Evmed correspondent Andrew Read has this interesting, counter-intuitive, piece about malaria resistance, written with colleague Mark Thomas. It is a commentary on a recent paper in PNAS by Viana, Hughes, Matthiopoulos, Ranson and Ferguson. “Delayed mortality effects cut the malaria transmission potential of insecticide-resistant mosquitoes.”

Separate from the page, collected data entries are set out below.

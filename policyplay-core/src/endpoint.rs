//! Backend URL resolution and REST path builders.

use crate::level::Level;

/// API base used for local development when nothing else is configured.
pub const DEFAULT_API_URL: &str = "http://localhost:8000/api";
const BACKEND_PORT: u16 = 8000;
const API_SUFFIX: &str = "/api";

/// Resolved API base plus the backend root it hangs off.
#[derive(Debug, Clone, PartialEq, Eq)]
pub struct ApiEndpoint {
    api_url: String,
    backend_url: String,
}

impl ApiEndpoint {
    #[must_use]
    pub fn from_api_url(api_url: &str) -> Self {
        let api_url = api_url.trim().trim_end_matches('/').to_string();
        let backend_url = api_url
            .strip_suffix(API_SUFFIX)
            .unwrap_or(&api_url)
            .to_string();
        Self {
            api_url,
            backend_url,
        }
    }

    #[must_use]
    pub fn api_url(&self) -> &str {
        &self.api_url
    }

    #[must_use]
    pub fn backend_url(&self) -> &str {
        &self.backend_url
    }

    /// Absolute URL for an API path such as `/policies`.
    #[must_use]
    pub fn url(&self, path: &str) -> String {
        format!("{}/{}", self.api_url, path.trim_start_matches('/'))
    }

    #[must_use]
    pub fn health_url(&self) -> String {
        format!("{}/health", self.backend_url)
    }
}

fn is_local_host(hostname: &str) -> bool {
    matches!(hostname, "" | "localhost" | "127.0.0.1")
}

/// Resolve the API base for a page served from `hostname` over `protocol`.
///
/// Remote hosts talk to port 8000 on the same host. Local hosts use the
/// build-time `configured` URL when present.
#[must_use]
pub fn resolve_endpoint(hostname: &str, protocol: &str, configured: Option<&str>) -> ApiEndpoint {
    let hostname = hostname.trim();
    if !is_local_host(hostname) {
        let scheme = protocol.trim().trim_end_matches(':');
        let scheme = if scheme.is_empty() { "http" } else { scheme };
        return ApiEndpoint::from_api_url(&format!(
            "{scheme}://{hostname}:{BACKEND_PORT}{API_SUFFIX}"
        ));
    }
    let configured = configured.map(str::trim).filter(|url| !url.is_empty());
    ApiEndpoint::from_api_url(configured.unwrap_or(DEFAULT_API_URL))
}

/// REST paths relative to the API base.
pub mod paths {
    use super::Level;

    pub const LOGIN: &str = "/auth/login";
    pub const SIGNUP: &str = "/auth/signup";
    pub const ADMIN_LOGIN: &str = "/auth/admin-login";

    pub const POLICIES: &str = "/policies";
    pub const POLICY_UPLOAD: &str = "/policy/upload";
    pub const POLICY_ANALYZE: &str = "/policy/analyze";

    pub const ADMIN_POLICIES: &str = "/admin/policies";
    pub const ADMIN_ANALYTICS_SUMMARY: &str = "/admin/analytics/summary";
    pub const ADMIN_USER_SCORES: &str = "/admin/users/scores";

    pub const GAME_SUBMIT: &str = "/game/submit";
    pub const USER_SCORES: &str = "/user/scores";
    pub const LEADERBOARD: &str = "/leaderboard";

    pub const TAP_START: &str = "/policy-tap/start";
    pub const TAP_SUBMIT: &str = "/policy-tap/submit";
    pub const TAP_FINISH: &str = "/policy-tap/finish";

    pub const ESCAPE_START: &str = "/escape/start";

    #[must_use]
    pub fn admin_policy(policy_id: &str) -> String {
        format!("/admin/policies/{policy_id}")
    }

    #[must_use]
    pub fn policy_analytics(policy_id: &str) -> String {
        format!("/admin/analytics/policy/{policy_id}")
    }

    #[must_use]
    pub fn game_start(session_id: &str) -> String {
        format!("/game/start/{session_id}")
    }

    #[must_use]
    pub fn policy_games(policy_id: &str) -> String {
        format!("/game/policy/{policy_id}/games")
    }

    #[must_use]
    pub fn generate_batch(policy_id: &str, num_games: u32) -> String {
        format!("/game/generate-batch/{policy_id}?num_games={num_games}")
    }

    #[must_use]
    pub fn tap_generate(policy_id: &str, level: Level) -> String {
        format!("/policy-tap/generate/{policy_id}?level={level}")
    }

    #[must_use]
    pub fn tap_game_set(game_set_id: &str) -> String {
        format!("/policy-tap/game-set/{game_set_id}")
    }

    #[must_use]
    pub fn tap_leaderboard(policy_id: Option<&str>, level: Option<Level>) -> String {
        let mut query = Vec::new();
        if let Some(policy_id) = policy_id {
            query.push(format!("policy_id={policy_id}"));
        }
        if let Some(level) = level {
            query.push(format!("level={level}"));
        }
        with_query("/policy-tap/leaderboard", &query)
    }

    #[must_use]
    pub fn escape_generate(policy_id: &str, level: Level) -> String {
        format!("/escape/generate/{policy_id}?level={level}")
    }

    #[must_use]
    pub fn escape_rooms(attempt_id: &str) -> String {
        format!("/escape/rooms/{attempt_id}")
    }

    #[must_use]
    pub fn escape_submit(attempt_id: &str) -> String {
        format!("/escape/submit/{attempt_id}")
    }

    #[must_use]
    pub fn escape_finish(attempt_id: &str, time_taken: u64) -> String {
        format!("/escape/finish/{attempt_id}?time_taken={time_taken}")
    }

    #[must_use]
    pub fn escape_leaderboard(level: Option<Level>) -> String {
        let query: Vec<String> = level.map(|l| format!("level={l}")).into_iter().collect();
        with_query("/escape/leaderboard", &query)
    }

    fn with_query(path: &str, query: &[String]) -> String {
        if query.is_empty() {
            path.to_string()
        } else {
            format!("{path}?{}", query.join("&"))
        }
    }
}

#[cfg(test)]
mod tests {
    use super::*;

    #[test]
    fn remote_hosts_use_same_host_on_backend_port() {
        let ep = resolve_endpoint("policyplay.example.org", "https:", Some("http://ignored/api"));
        assert_eq!(ep.api_url(), "https://policyplay.example.org:8000/api");
        assert_eq!(ep.backend_url(), "https://policyplay.example.org:8000");
        assert_eq!(ep.health_url(), "https://policyplay.example.org:8000/health");
    }

    #[test]
    fn localhost_prefers_configured_url() {
        let ep = resolve_endpoint("localhost", "http:", Some("http://10.0.0.5:9000/api/"));
        assert_eq!(ep.api_url(), "http://10.0.0.5:9000/api");
        assert_eq!(ep.backend_url(), "http://10.0.0.5:9000");
    }

    #[test]
    fn localhost_without_config_uses_default() {
        for host in ["localhost", "127.0.0.1"] {
            let ep = resolve_endpoint(host, "http:", None);
            assert_eq!(ep.api_url(), DEFAULT_API_URL);
            assert_eq!(ep.backend_url(), "http://localhost:8000");
        }
        let blank = resolve_endpoint("127.0.0.1", "http:", Some("  "));
        assert_eq!(blank.api_url(), DEFAULT_API_URL);
    }

    #[test]
    fn joins_paths_without_doubled_slashes() {
        let ep = ApiEndpoint::from_api_url("http://localhost:8000/api/");
        assert_eq!(ep.url(paths::POLICIES), "http://localhost:8000/api/policies");
        assert_eq!(ep.url("policies"), "http://localhost:8000/api/policies");
    }

    #[test]
    fn builds_query_paths() {
        assert_eq!(
            paths::tap_generate("p1", Level::Expert),
            "/policy-tap/generate/p1?level=expert"
        );
        assert_eq!(paths::tap_leaderboard(None, None), "/policy-tap/leaderboard");
        assert_eq!(
            paths::tap_leaderboard(Some("p1"), Some(Level::Beginner)),
            "/policy-tap/leaderboard?policy_id=p1&level=beginner"
        );
        assert_eq!(
            paths::escape_leaderboard(Some(Level::Intermediate)),
            "/escape/leaderboard?level=intermediate"
        );
        assert_eq!(paths::escape_finish("a1", 42), "/escape/finish/a1?time_taken=42");
        assert_eq!(
            paths::generate_batch("p9", 5),
            "/game/generate-batch/p9?num_games=5"
        );
    }
}
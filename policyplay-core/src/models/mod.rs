//! Wire models exchanged with the PolicyPlay REST API.
//!
//! Field names follow the backend's JSON. Absent optional fields decode to
//! their defaults.

mod admin;
mod auth;
mod escape;
mod policy;
mod quiz;
mod scores;
mod tap;

pub use admin::*;
pub use auth::*;
pub use escape::*;
pub use policy::*;
pub use quiz::*;
pub use scores::*;
pub use tap::*;
use yew::prelude::*;

#[derive(Clone, Copy, Debug, Default, PartialEq, Eq)]
pub enum AlertKind {
    Info,
    Success,
    #[default]
    Error,
}

impl AlertKind {
    const fn class(self) -> &'static str {
        match self {
            Self::Info => "alert alert-info",
            Self::Success => "alert alert-success",
            Self::Error => "alert alert-error",
        }
    }
}

#[derive(Properties, PartialEq, Clone)]
pub struct Props {
    #[prop_or_default]
    pub message: Option<AttrValue>,
    #[prop_or_default]
    pub kind: AlertKind,
}

/// Inline banner; renders nothing without a message.
#[function_component(AlertBanner)]
pub fn alert_banner(p: &Props) -> Html {
    let Some(message) = p.message.clone() else {
        return Html::default();
    };
    html! {
        <div role="alert" class={p.kind.class()} data-testid="alert-banner">
            <span>{ message }</span>
        </div>
    }
}
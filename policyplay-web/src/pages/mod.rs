pub mod admin_analytics;
pub mod admin_dashboard;
pub mod admin_policies;
pub mod admin_policy_analysis;
pub mod escape_leaderboard;
pub mod escape_levels;
pub mod escape_play;
pub mod escape_results;
pub mod escape_room;
pub mod game_play;
pub mod games;
pub mod home;
pub mod leaderboard;
pub mod login;
pub mod not_found;
pub mod policy_tap;
pub mod signup;
pub mod tap_leaderboard;
pub mod tap_levels;
pub mod tap_play;
pub mod tap_results;
pub mod upload;
pub mod user_scores;
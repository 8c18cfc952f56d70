use yew::prelude::*;

/// Shown when no route matches.
#[derive(Properties, PartialEq)]
pub struct Props {
    pub on_go_home: Callback<()>,
}

#[function_component(NotFound)]
pub fn not_found(props: &Props) -> Html {
    let go_home = {
        let cb = props.on_go_home.clone();
        Callback::from(move |_| cb.emit(()))
    };

    html! {
        <section class="hero min-h-[50vh]" aria-live="assertive" data-testid="not-found">
            <div class="hero-content text-center flex-col">
                <h1 class="text-5xl font-bold">{ crate::i18n::t("not_found.title") }</h1>
                <p>{ crate::i18n::t("not_found.message") }</p>
                <button type="button" class="btn btn-primary" onclick={go_home}>
                    { crate::i18n::t("not_found.back") }
                </button>
            </div>
        </section>
    }
}
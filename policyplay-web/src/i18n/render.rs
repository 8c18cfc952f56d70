use crate::i18n::bundle::with_bundle;
use serde_json::Value;
use std::collections::BTreeMap;

fn get_nested_value<'a>(obj: &'a Value, key: &str) -> Option<&'a Value> {
    key.split('.').try_fold(obj, |current, k| current.get(k))
}

fn render_value(value: &Value, args: Option<&BTreeMap<&str, &str>>) -> Option<String> {
    let mut text = match value {
        Value::String(s) => s.clone(),
        Value::Object(map) => {
            let count = args
                .and_then(|m| m.get("count"))
                .and_then(|c| c.parse::<f64>().ok());
            let category = match count {
                Some(c) if (c - 1.0).abs() < f64::EPSILON => "one",
                Some(_) => "other",
                None => "_",
            };
            map.get(category)
                .or_else(|| map.get("_"))
                .and_then(Value::as_str)?
                .to_string()
        }
        _ => return None,
    };

    if let Some(args_map) = args {
        for (k, v) in args_map {
            text = text.replace(&format!("{{{{{k}}}}}"), v);
            text = text.replace(&format!("{{{k}}}"), v);
        }
    }
    Some(text)
}

/// Translate a key to the current language.
#[must_use]
pub fn t(key: &str) -> String {
    tr(key, None)
}

/// Translate a key, substituting `{name}` or `{{name}}` placeholders.
///
/// Missing keys render as the key itself.
#[must_use]
pub fn tr(key: &str, args: Option<&BTreeMap<&str, &str>>) -> String {
    with_bundle(|bundle| {
        get_nested_value(&bundle.translations, key).and_then(|v| render_value(v, args))
    })
    .unwrap_or_else(|| key.to_string())
}

#[cfg(test)]
mod tests {
    use super::*;

    #[test]
    fn plural_selection_defaults() {
        let value = serde_json::json!({"one": "one point", "other": "{count} points"});
        let mut args = BTreeMap::new();
        args.insert("count", "1");
        assert_eq!(render_value(&value, Some(&args)).unwrap(), "one point");
        args.insert("count", "12");
        assert_eq!(render_value(&value, Some(&args)).unwrap(), "12 points");
    }

    #[test]
    fn interpolation_handles_braced_forms() {
        let value = Value::String("Hello, {name}! {{name}}!".into());
        let mut args = BTreeMap::new();
        args.insert("name", "Tester");
        assert_eq!(
            render_value(&value, Some(&args)).unwrap(),
            "Hello, Tester! Tester!"
        );
    }

    #[test]
    fn missing_keys_fall_back_to_the_key() {
        assert_eq!(t("nope.not.here"), "nope.not.here");
        assert_eq!(t("app.name"), "PolicyPlay");
    }
}
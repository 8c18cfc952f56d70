use crate::i18n::t;
use crate::router::Route;
use policyplay_core::User;
use yew::prelude::*;

#[derive(Properties, PartialEq, Clone)]
pub struct Props {
    pub user: Option<User>,
    pub on_navigate: Callback<Route>,
    pub on_logout: Callback<()>,
}

#[function_component(Header)]
pub fn header(p: &Props) -> Html {
    let nav = |route: Route, label: &str, testid: &'static str| {
        let cb = p.on_navigate.clone();
        html! {
            <li>
                <button class="btn btn-ghost btn-sm" data-testid={testid}
                    onclick={Callback::from(move |_| cb.emit(route.clone()))}>
                    { t(label) }
                </button>
            </li>
        }
    };
    let logout = {
        let cb = p.on_logout.clone();
        Callback::from(move |_| cb.emit(()))
    };
    let go_home = {
        let cb = p.on_navigate.clone();
        Callback::from(move |_| cb.emit(Route::Home))
    };

    let right = match &p.user {
        Some(user) => html! {
            <>
                <ul class="menu menu-horizontal">
                    { nav(Route::Games, "nav.games", "nav-games") }
                    { nav(Route::PolicyTap, "nav.policy_tap", "nav-policy-tap") }
                    { nav(Route::EscapeRoom, "nav.escape_room", "nav-escape-room") }
                    { nav(Route::Leaderboard, "nav.leaderboard", "nav-leaderboard") }
                    { nav(Route::UserScores, "nav.scores", "nav-scores") }
                    if user.is_admin() {
                        { nav(Route::AdminDashboard, "nav.admin", "nav-admin") }
                    }
                </ul>
                <span class="text-sm opacity-80" data-testid="nav-user">{ user.display_name().to_string() }</span>
                <button class="btn btn-outline btn-sm" onclick={logout} data-testid="nav-logout">
                    { t("nav.logout") }
                </button>
            </>
        },
        None => html! {
            <ul class="menu menu-horizontal">
                { nav(Route::Login, "nav.login", "nav-login") }
                { nav(Route::Signup, "nav.signup", "nav-signup") }
                { nav(Route::AdminLogin, "nav.admin_login", "nav-admin-login") }
            </ul>
        },
    };

    html! {
        <header role="banner" class="navbar bg-base-100 shadow-md sticky top-0 z-50">
            <a href="#main" class="sr-only">{ t("ui.skip_to_content") }</a>
            <div class="navbar-start">
                <button class="btn btn-ghost text-xl font-bold" onclick={go_home} data-testid="nav-home">
                    { t("app.name") }
                </button>
            </div>
            <nav class="navbar-end gap-2" aria-label={t("nav.label")}>
                { right }
            </nav>
        </header>
    }
}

Here is the opening paragraph of their commentary: “Malaria burdens have fallen dramatically this century, in large part because around a billion long-lasting insecticide-treated bed nets (LLINs) have been in- troduced into Africa. Hanging over this success is a key question: What if the insecticides stop working? Pyrethroids are the only chemical class currently approved for bed net use and, predictably, pyrethroid resistance is emerging in Anopheles populations. How much does this matter? Incredibly, we have little idea. The paper by Viana et al. in PNAS explores one piece of the puzzle.

In agriculture, the impact of insecticide resistance is relatively straightforward to anticipate: insects eat crops and insects that survive otherwise effective insecticide exposure continue to eat crops and reduce yield. But in public health, the situation is more nuanced. What matters is not simply whether mosquitoes survive insecticide exposure but, rather, whether insecticide resistance enhances the ability of mosquitoes to acquire and transmit pathogens (vectorial capacity). For example, most mosquitoes do not survive the 10–14 days it typically takes malaria parasites to become infectious. Insecticides work by reducing the number of survivors still further. Whether insecticide resistance negates this reduction depends critically on the lifespan of resistant mosquitoes. If resistance is incomplete—so the mosquitoes nonetheless die younger after repeated insecticide exposure—or if resistance itself is a life-shortening trait because it is metabolically costly, the impact of resistance on disease transmission might be negligible. Could it be that LLINs will continue to function in the face of increasing resistance?”